Wesley'd felt himself blush at the mere thought: no wonder Buffy and her friends hadn't respected him. Had he really been so entirely pompous? By the authority vested in him by the Watchers' Council, indeed! As if the kids could possibly care about that.

"Please, Moira," he'd said, stroking her damp hair again. "I should so like you with me."

In an instant she'd been gone, racing away from the van, and from him, returning only a few minutes later with a suitcase of rather considerable size, which she heaved into the back.

"Wesley," she'd told him, smiling, "Come out to me."

Wesley had hesitated a moment: it was really most frightfully wet out, and a little cold, but at last the light in Moira's eyes enticed him. He slid down carefully to the rain-pooled tarmac, feeling the fat drops through his shirt, until the fabric was entirely soaked and clung to his skin. His hair melted and waved and dripped into his eyes, and Moira laughed.

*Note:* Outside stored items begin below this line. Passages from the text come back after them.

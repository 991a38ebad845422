//! Chat gateway for the EarthGuard assistant.
//!
//! Wraps a user question in a fixed instructional prompt, sends it to the
//! Gemini `generateContent` endpoint, and returns the Markdown reply or a
//! classified [`ChatError`]. [`Conversation`] layers the transcript and the
//! one-request-at-a-time rule on top of [`ChatGateway`].

pub mod classify;
pub mod client;
pub mod conversation;
pub mod error;
pub mod gateway;
pub mod prompt;
pub mod types;

pub use classify::{classify, FailureKind};
pub use client::GeminiClient;
pub use conversation::{Conversation, SubmitOutcome};
pub use error::ChatError;
pub use gateway::{ChatGateway, ContentGenerator};
pub use prompt::{build_prompt, SuggestedQuestion, FALLBACK_MESSAGE, SUGGESTED_QUESTIONS};
use serde::Serialize;

/// Shown to the user in place of an answer whenever the upstream call fails.
pub const FALLBACK_MESSAGE: &str = "I apologize, but I'm having trouble connecting. Please try asking about waste management, recycling, or sustainability topics.";

const PROMPT_PREFIX: &str = "As an eco-friendly AI assistant, provide detailed advice about: ";

const PROMPT_SUFFIX: &str = ". \n    Use Markdown formatting for:\n    - Headings (###)\n    - Bold text (**)\n    - Lists (*)\n    - Code blocks (``)\n    Make the response well-structured and easy to read.";

/// Wrap `question` verbatim in the Markdown-advice instructions.
#[must_use]
pub fn build_prompt(question: &str) -> String {
    format!("{PROMPT_PREFIX}{question}{PROMPT_SUFFIX}")
}

/// Starter question offered before the first message of a conversation.
#[derive(Debug, Clone, Copy, PartialEq, Eq, Serialize)]
pub struct SuggestedQuestion {
    pub question: &'static str,
    pub tag: &'static str,
}

pub const SUGGESTED_QUESTIONS: [SuggestedQuestion; 5] = [
    SuggestedQuestion {
        question: "How do I properly recycle electronics?",
        tag: "E-Waste",
    },
    SuggestedQuestion {
        question: "What items can be composted at home?",
        tag: "Composting",
    },
    SuggestedQuestion {
        question: "How to reduce plastic waste in daily life?",
        tag: "Plastic",
    },
    SuggestedQuestion {
        question: "What are the best practices for recycling paper?",
        tag: "Paper",
    },
    SuggestedQuestion {
        question: "How to dispose of hazardous materials safely?",
        tag: "Hazardous",
    },
];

"I wanted to see if that would happen," she told him, speaking loudly with the noise of the downpour. "Though I half expected that, like Moses and the Red Sea, the waters would part before you. Perhaps you're human after all, my dearest."

"Human enough!" he'd answered, catching her round the waist, pulling her close, into a deep kiss, in which her mouth tasted warm, spicy and complicated, like Moira herself, and also very cool and clean, like the rain. Her hands rubbed his back and shoulders through the sopping cloth, until he'd become excited for her all over again, and then they'd climbed back inside the vehicle.

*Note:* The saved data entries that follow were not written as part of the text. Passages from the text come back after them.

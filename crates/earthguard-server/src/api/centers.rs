use std::str::FromStr;

use axum::{
    extract::{Path, Query, State},
    Extension, Json,
};
use earthguard_core::{directions_url, Coordinates, DirectoryQuery, FacilityRecord, SortKey};
use serde::{Deserialize, Serialize};

use crate::middleware::RequestId;

use super::{ApiError, ApiResponse, AppState};

#[derive(Debug, Default, Deserialize)]
pub(super) struct CentersQuery {
    pub category: Option<String>,
    pub search: Option<String>,
    pub sort: Option<String>,
    /// Caller position; distances are recomputed only when both are given.
    pub lat: Option<f64>,
    pub lng: Option<f64>,
}

#[derive(Debug, Serialize)]
pub(super) struct CenterItem {
    #[serde(flatten)]
    pub record: FacilityRecord,
    pub directions_url: String,
}

impl From<&FacilityRecord> for CenterItem {
    fn from(record: &FacilityRecord) -> Self {
        Self {
            directions_url: directions_url(record),
            record: record.clone(),
        }
    }
}

pub(super) async fn list_centers(
    State(state): State<AppState>,
    Extension(req_id): Extension<RequestId>,
    Query(params): Query<CentersQuery>,
) -> Result<Json<ApiResponse<Vec<CenterItem>>>, ApiError> {
    let sort = match params.sort.as_deref().map(str::trim) {
        None | Some("") => SortKey::default(),
        Some(raw) => SortKey::from_str(raw)
            .map_err(|e| ApiError::new(req_id.0.clone(), "bad_request", e.to_string()))?,
    };
    let query = DirectoryQuery::new(
        params.category.as_deref().unwrap_or_default(),
        params.search.unwrap_or_default(),
        sort,
    );

    let origin = params
        .lat
        .zip(params.lng)
        .map(|(lat, lng)| Coordinates::new(lat, lng))
        .transpose()
        .map_err(|e| ApiError::new(req_id.0.clone(), "bad_request", e.to_string()))?;
    let directory = state.directory.relocated(origin);
    let data: Vec<CenterItem> = directory.query(&query).into_iter().map(CenterItem::from).collect();

    tracing::debug!(
        category = %query.category,
        search = %query.search,
        sort = %query.sort,
        results = data.len(),
        "directory query"
    );

    Ok(Json(ApiResponse::new(data, req_id.0)))
}

pub(super) async fn get_center(
    State(state): State<AppState>,
    Extension(req_id): Extension<RequestId>,
    Path(id): Path<i64>,
) -> Result<Json<ApiResponse<CenterItem>>, ApiError> {
    let Some(record) = state.directory.get(id) else {
        return Err(ApiError::new(
            req_id.0,
            "not_found",
            format!("recycling center {id} not found"),
        ));
    };
    Ok(Json(ApiResponse::new(CenterItem::from(record), req_id.0)))
}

Moira had driven him home, the two of them dripping and steaming, flooding the seats with the water that streamed from their clothes. Wesley hadn't even cared, though he feared he might, later in the day.

Inside his empty house, they'd dried each other, laughing, flinging their wet things onto the floor--though afterward, while Moira took a shower, Wesley hadn't been able to resist the urge to pick them up and hang them neatly in the laundry room. Moira twitted him gently about that, once she emerged.

She smiled a bit, too, at his pajamas--rather nice ones, Wesley thought, given him by his paternal grandmother at Christmas. They'd his family crest stitched onto the pocket.

Moira herself emerged nude from the shower, drying her hair with a large towel. She seemed to walk about that way with the most amazing lack of concern, and Wesley rather wished she'd stop--it was lovely, true, but somewhat distracting. He seemed to lose his ability to speak every time she entered the room.

Outside the windows, the rain appeared to have let up, and Moira had begun to put on her tracksuit when her digital telephone rang.

"Get that, will you, love?" she said, sitting on the end of the bed to lace up her trainer, bits of reflective tape on the side of the shoe flashing light into his eyes.

"Good God, its half-past-four! Who could possibly be calling?" he'd said. But the moment the words left his mouth, he'd known. It would be Buffy, of course, poor child. He felt great charity, that day--even for disobedient young Slayers. They really oughtn't to have left her alone.

Buffy it was, her girlish voice trembling, so distraught she didn't seem to recognize him. Wesley spoke to her as soothingly as he could. Moira did the same, and promised to come to the young woman's aid before she rang off.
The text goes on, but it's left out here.